Venerdì 18 Ago 2017

Cimitero di Pitino

La prima legislazione post-unitaria sulla sanità ed igiene pubblica (leggi del 1865 e 1888) pose particolare attenzione a tutelare la salute pubblica attraverso la regolamentazione della sepoltura dei cadaveri; al fine di attenuare le terribili conseguenze del colera, la legge del 20 marzo 1865 attribuì alle autorità municipali l'esclusiva competenza dell'inumazione all'interno di cimiteri, "istituti civili e religiosi" da realizzare a spese del comune stesso, nel rispetto di specifici regolamenti sulla polizia mortuaria. Il comune di San Severino Marche caratterizzato da un vasto territorio procedette alla costruzione di ben tredici recinti per sepolture dislocati nelle varie frazioni; le istruzioni tecniche contenute nei regolamenti ministeriali ne determinarono la tipologia architettonica.

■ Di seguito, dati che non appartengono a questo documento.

//! tpccf command-line interface.
//!
//! Runs the cluster finder on JSON event files, links hit rows and compares
//! the serial and parallel backends on synthetic data.
#![allow(
    clippy::uninlined_format_args,
    clippy::cast_possible_truncation,
    clippy::cast_possible_wrap,
    clippy::cast_precision_loss,
    clippy::cast_sign_loss
)]

use std::fs::File;
use std::io::{self, BufReader, BufWriter, Write};
use std::path::{Path, PathBuf};
use std::time::Instant;

use clap::{Parser, Subcommand};
use log::{info, warn, LevelFilter};
use serde::de::DeserializeOwned;
use serde::{Deserialize, Serialize};
use thiserror::Error;
use tpccf_algorithms::{
    Backend, ClusterFinder, ClusterFinderConfig, EventSummary, Executor, KernelRegistry,
    McLabelFlattener, NeighborConfig, NeighborFinder,
};
use tpccf_core::{Digit, HitRow, PadGeometry, RowGeometry, RowLinks, SpacePoint};

/// Result type for CLI operations.
type Result<T> = std::result::Result<T, CliError>;

/// CLI error types.
#[derive(Error, Debug)]
enum CliError {
    #[error("I/O error: {0}")]
    Io(#[from] io::Error),

    #[error("JSON error: {0}")]
    Json(#[from] serde_json::Error),

    #[error("Cluster finder error: {0}")]
    Core(#[from] tpccf_core::Error),

    #[error("serial and parallel backends disagree on {0}")]
    BackendMismatch(&'static str),
}

/// Input of `tpccf process`.
#[derive(Debug, Clone, PartialEq, Serialize, Deserialize)]
struct EventFile {
    geometry: RowGeometry,
    events: Vec<Vec<Digit>>,
}

/// One event that made it through the cluster finder.
#[derive(Debug, Clone, PartialEq, Serialize, Deserialize)]
struct ProcessedEvent {
    event: usize,
    summary: EventSummary,
}

/// Output of `tpccf process`.
#[derive(Debug, Clone, PartialEq, Default, Serialize, Deserialize)]
struct ProcessReport {
    events: Vec<ProcessedEvent>,
    dropped: Vec<usize>,
}

/// TPC cluster finder and row neighbor linker.
#[derive(Parser)]
#[command(name = "tpccf")]
#[command(author, version, about, long_about = None)]
struct Cli {
    /// Increase log verbosity (-v info, -vv debug, -vvv trace)
    #[arg(short, long, action = clap::ArgAction::Count, global = true)]
    verbose: u8,

    #[command(subcommand)]
    command: Commands,
}

#[derive(Subcommand)]
enum Commands {
    /// Find peaks and noisy pads in every event of a digit file
    Process {
        /// JSON file with the pad geometry and the digits of each event
        #[arg(long)]
        digits: PathBuf,

        /// JSON cluster finder configuration; missing fields keep defaults
        #[arg(long)]
        config: Option<PathBuf>,

        /// Run every stage on the calling thread
        #[arg(long)]
        serial: bool,

        /// Output file path (stdout if omitted)
        #[arg(short, long)]
        output: Option<PathBuf>,
    },

    /// Link the hits of adjacent rows
    Link {
        /// JSON file with hit rows ordered by radius
        #[arg(long)]
        hits: PathBuf,

        /// JSON neighbor finder configuration; missing fields keep defaults
        #[arg(long)]
        config: Option<PathBuf>,

        /// Run on the calling thread
        #[arg(long)]
        serial: bool,

        /// Output file path (stdout if omitted)
        #[arg(short, long)]
        output: Option<PathBuf>,
    },

    /// Time both backends on synthetic data and check they agree
    Benchmark {
        /// Number of pad rows
        #[arg(long, default_value = "64")]
        rows: usize,

        /// Pads per row
        #[arg(long, default_value = "120")]
        pads: usize,

        /// Time bins per event
        #[arg(long, default_value = "2000")]
        time_bins: u32,

        /// Number of synthetic clusters
        #[arg(long, default_value = "5000")]
        clusters: usize,

        /// Number of iterations
        #[arg(short, long, default_value = "3")]
        iterations: usize,

        /// Random seed
        #[arg(long, default_value = "1")]
        seed: u64,
    },

    /// List the kernels every stage registers
    Kernels,
}

fn init_logging(verbose: u8) {
    let level = match verbose {
        0 => LevelFilter::Warn,
        1 => LevelFilter::Info,
        2 => LevelFilter::Debug,
        _ => LevelFilter::Trace,
    };
    env_logger::Builder::new()
        .filter_level(level)
        .parse_default_env()
        .init();
}

fn read_json<T: DeserializeOwned>(path: &Path) -> Result<T> {
    let reader = BufReader::new(File::open(path)?);
    Ok(serde_json::from_reader(reader)?)
}

fn read_config<T: DeserializeOwned + Default>(path: Option<&Path>) -> Result<T> {
    path.map_or_else(|| Ok(T::default()), read_json)
}

fn write_json<T: Serialize>(path: Option<&Path>, value: &T) -> Result<()> {
    match path {
        Some(path) => {
            let mut writer = BufWriter::new(File::create(path)?);
            serde_json::to_writer_pretty(&mut writer, value)?;
            writer.flush()?;
        }
        None => {
            let mut stdout = io::stdout().lock();
            serde_json::to_writer_pretty(&mut stdout, value)?;
            writeln!(stdout)?;
        }
    }
    Ok(())
}

/// Runs the cluster finder over every event of `file`.
///
/// Events the cluster finder rejects are dropped and listed in the report.
fn process_events(file: EventFile, config: ClusterFinderConfig) -> Result<ProcessReport> {
    let mut registry = KernelRegistry::new();
    let mut finder = ClusterFinder::new(file.geometry, config, &mut registry)?;
    let mut report = ProcessReport::default();
    for (event, digits) in file.events.iter().enumerate() {
        match finder.process_event(digits) {
            Ok(summary) => report.events.push(ProcessedEvent { event, summary }),
            Err(e) => {
                warn!("dropping event {}: {}", event, e);
                report.dropped.push(event);
            }
        }
    }
    Ok(report)
}

fn link_rows(rows: &[HitRow], config: NeighborConfig, backend: Backend) -> Result<Vec<RowLinks>> {
    let finder = NeighborFinder::new(config, Executor::new(backend), &mut KernelRegistry::new())?;
    Ok(finder.find_links(rows)?)
}

/// Deterministic linear congruential generator for synthetic data.
struct Lcg(u64);

impl Lcg {
    fn next_u32(&mut self) -> u32 {
        self.0 = self
            .0
            .wrapping_mul(6_364_136_223_846_793_005)
            .wrapping_add(1_442_695_040_888_963_407);
        (self.0 >> 33) as u32
    }

    fn below(&mut self, n: usize) -> usize {
        self.next_u32() as usize % n.max(1)
    }

    fn uniform(&mut self, lo: f32, hi: f32) -> f32 {
        lo + (hi - lo) * (self.next_u32() >> 8) as f32 / (1u32 << 23) as f32
    }
}

/// Event of 3x3 blobs on a uniform geometry.
fn synthetic_event(geo: &RowGeometry, time_bins: u32, clusters: usize, seed: u64) -> Vec<Digit> {
    let mut rng = Lcg(seed);
    let mut digits = Vec::with_capacity(clusters * 9);
    for _ in 0..clusters {
        let row = rng.below(geo.num_rows());
        let pad = rng.below(geo.num_pads(row)) as i64;
        let time = i64::from(rng.next_u32() % time_bins.max(1));
        let q = rng.uniform(20.0, 400.0);
        for dp in -1..=1i64 {
            for dt in -1..=1i64 {
                let (p, t) = (pad + dp, time + dt);
                if !geo.contains(row, p) || t < 0 || t >= i64::from(time_bins) {
                    continue;
                }
                let falloff = 1.0 / (1 + dp.abs() + dt.abs()) as f32;
                digits.push(Digit::new(row as u16, p as u16, t as u32, q * falloff));
            }
        }
    }
    digits
}

/// Straight tracks crossing every row plus uniform noise hits.
fn synthetic_hits(rows: usize, tracks: usize, seed: u64) -> Vec<HitRow> {
    let mut rng = Lcg(seed);
    let params: Vec<(f32, f32, f32)> = (0..tracks)
        .map(|_| {
            (
                rng.uniform(-0.4, 0.4),
                rng.uniform(-1.0, 1.0),
                rng.uniform(0.0, 200.0),
            )
        })
        .collect();
    (0..rows)
        .map(|row| {
            let x = 85.0 + row as f32;
            let mut hits: Vec<_> = params
                .iter()
                .map(|&(ty, tz, z0)| SpacePoint::new(ty * x, z0 + tz * (x - 85.0)))
                .collect();
            for _ in 0..tracks / 4 {
                hits.push(SpacePoint::new(rng.uniform(-40.0, 40.0), rng.uniform(0.0, 250.0)));
            }
            HitRow::new(x, hits)
        })
        .collect()
}

/// Runs `f` `iterations` times, returning the last result and the times in
/// milliseconds.
fn time_runs<T>(iterations: usize, mut f: impl FnMut() -> Result<T>) -> Result<(T, Vec<f64>)> {
    let start = Instant::now();
    let mut last = f()?;
    let mut times = vec![start.elapsed().as_secs_f64() * 1000.0];
    for _ in 1..iterations {
        let start = Instant::now();
        last = f()?;
        times.push(start.elapsed().as_secs_f64() * 1000.0);
    }
    Ok((last, times))
}

fn print_times(name: &str, times: &[f64]) {
    let min_time = times.iter().fold(f64::INFINITY, |a, &b| a.min(b));
    let max_time = times.iter().fold(f64::NEG_INFINITY, |a, &b| a.max(b));
    let mean_time = times.iter().sum::<f64>() / times.len() as f64;
    println!(
        "{:<20} | {:<15.2} | {:<15.2} | {:<15.2}",
        name, mean_time, min_time, max_time
    );
}

fn benchmark(
    rows: usize,
    pads: usize,
    time_bins: u32,
    clusters: usize,
    iterations: usize,
    seed: u64,
) -> Result<()> {
    let geo = RowGeometry::uniform(rows, pads)?;
    let digits = synthetic_event(&geo, time_bins, clusters, seed);
    let hits = synthetic_hits(rows, clusters / rows.max(1), seed);
    println!(
        "Synthetic event: {} rows x {} pads, {} time bins, {} digits",
        rows,
        pads,
        time_bins,
        digits.len()
    );
    println!(
        "{:<20} | {:<15} | {:<15} | {:<15}",
        "Stage", "Mean (ms)", "Min (ms)", "Max (ms)"
    );
    println!("{:-<75}", "");

    let mut summaries = Vec::new();
    let mut links = Vec::new();
    for backend in [Backend::Serial, Backend::Parallel] {
        let config = ClusterFinderConfig::default().with_backend(backend);
        let mut finder = ClusterFinder::new(geo.clone(), config, &mut KernelRegistry::new())?;
        let (summary, times) = time_runs(iterations, || Ok(finder.process_event(&digits)?))?;
        print_times(&format!("peaks ({:?})", backend), &times);
        summaries.push(summary);

        let (row_links, times) =
            time_runs(iterations, || link_rows(&hits, NeighborConfig::default(), backend))?;
        print_times(&format!("links ({:?})", backend), &times);
        links.push(row_links);
    }

    if summaries[0] != summaries[1] {
        return Err(CliError::BackendMismatch("peaks"));
    }
    if links[0] != links[1] {
        return Err(CliError::BackendMismatch("row links"));
    }
    println!(
        "Backends agree: {} peaks, {} noisy pads, {} hits linked on both sides",
        summaries[0].peaks.len(),
        summaries[0].noisy_pads.len(),
        links[0].iter().map(RowLinks::linked).sum::<usize>()
    );
    Ok(())
}

fn kernels() -> Result<()> {
    let mut registry = KernelRegistry::new();
    let executor = Executor::default();
    ClusterFinder::new(
        RowGeometry::uniform(1, 1)?,
        ClusterFinderConfig::default(),
        &mut registry,
    )?;
    McLabelFlattener::new(executor, &mut registry);
    NeighborFinder::new(NeighborConfig::default(), executor, &mut registry)?;

    println!("{:<32} | {:<10}", "Kernel", "Group size");
    println!("{:-<45}", "");
    for kernel in registry.iter() {
        println!("{:<32} | {:<10}", kernel.name, kernel.group_size);
    }
    Ok(())
}

fn main() -> Result<()> {
    let cli = Cli::parse();
    init_logging(cli.verbose);

    match cli.command {
        Commands::Process {
            digits,
            config,
            serial,
            output,
        } => {
            let mut config: ClusterFinderConfig = read_config(config.as_deref())?;
            if serial {
                config.backend = Backend::Serial;
            }
            let file: EventFile = read_json(&digits)?;
            info!(
                "{}: {} events, {} rows",
                digits.display(),
                file.events.len(),
                file.geometry.num_rows()
            );

            let start = Instant::now();
            let report = process_events(file, config)?;
            let peaks: usize = report.events.iter().map(|e| e.summary.peaks.len()).sum();
            info!(
                "{} events processed, {} dropped, {} peaks in {:.2?}",
                report.events.len(),
                report.dropped.len(),
                peaks,
                start.elapsed()
            );
            write_json(output.as_deref(), &report)?;
        }

        Commands::Link {
            hits,
            config,
            serial,
            output,
        } => {
            let config: NeighborConfig = read_config(config.as_deref())?;
            let backend = if serial {
                Backend::Serial
            } else {
                Backend::Parallel
            };
            let rows: Vec<HitRow> = read_json(&hits)?;
            let start = Instant::now();
            let links = link_rows(&rows, config, backend)?;
            info!("linked {} rows in {:.2?}", rows.len(), start.elapsed());
            write_json(output.as_deref(), &links)?;
        }

        Commands::Benchmark {
            rows,
            pads,
            time_bins,
            clusters,
            iterations,
            seed,
        } => benchmark(rows, pads, time_bins, clusters, iterations, seed)?,

        Commands::Kernels => kernels()?,
    }

    Ok(())
}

In un periodo compreso tra il 1877 e l'ultimo decennio dell'Ottocento, attraverso l'espropriazione delle terre e la redazione dei progetti, vennero realizzati in luoghi isolati ed asciutti, le mura di cinta, alte dai due ai tre metri, a contenere l'area rettangolare del camposanto divisa simmetricamente dall'asse di un sentiero, che dal cancello d'ingresso procedeva rettilineo al portale della chiesa, quest'ultima in certi casi preesistente in altri costituita da semplice edicola sacra ricavata all'interno della muratura di fondo, con funzione di camera mortuaria. Il cimitero di Pitino venne costruito nel 1894, in un terreno in declivio denominato "campo della torre". Dal progetto depositato presso l'archivio dell'Ufficio tecnico del Comune si conosce che il camposanto era previsto di forma rettangolare con i lati lunghi 40 x 30 m., un'area necessaria alla sepoltura di dieci anni; i muri di recinzione alti 2,5 metri e spessore di 50 cm. : «Ogni 50 cm in altezza i muri verranno ripianati con un filare in mattoni, in cima ricoperti con coppi che formano una tettoia larga cm 75 (...) Dal lato verso la strada si farà nel mezzo una porta larga 1,50 m e alta 2,20, con due pilastrini in mattoni ed archetto parimenti in mattoni con cancello in legno a due partite verniciato, al lato opposto una nicchia delimitata da spallette con arco per custodirvi un immagine. Il cimitero sarà provvisto di ossario a forma di fossa cubica di m. 2 di lato e coperta con volta in mattoni. Il muro di cinta sarà costruito con pietra dello stesso luogo con impasto di 1/3 di calce e 2/3 di sabbione. Ogni 50 cm di altezza verrà fatto un corso di pietra spianata a martello e gli angoli verranno eseguiti con pietra squadrata e ridotta sulle facce con martello a dente. Nello stesso modo verranno costruite le spallette della porta d'ingresso ». La cappellina con funzione di camera mortuaria verrà costruita nel 1926 lungo il lato a monte in asse all'arco d'ingresso, a pianta rettangolare, con portale sormontato da lunetta finestrata e copertura a capanna. Ai suoi lati furono successivamente annesse altre due strutture, una seconda cappellina delle stesse dimensioni e forma e la moderna struttura a colombaio. Oggi il cimitero è in completo stato di abbandono, il recinto del cimitero a tratti crollato, le cappelle ed il colombaio totalmente svuotati dai frequenti atti di vandalismo e di profanazione delle tombe, cui il cimitero è stato soggetto negli ultimi anni.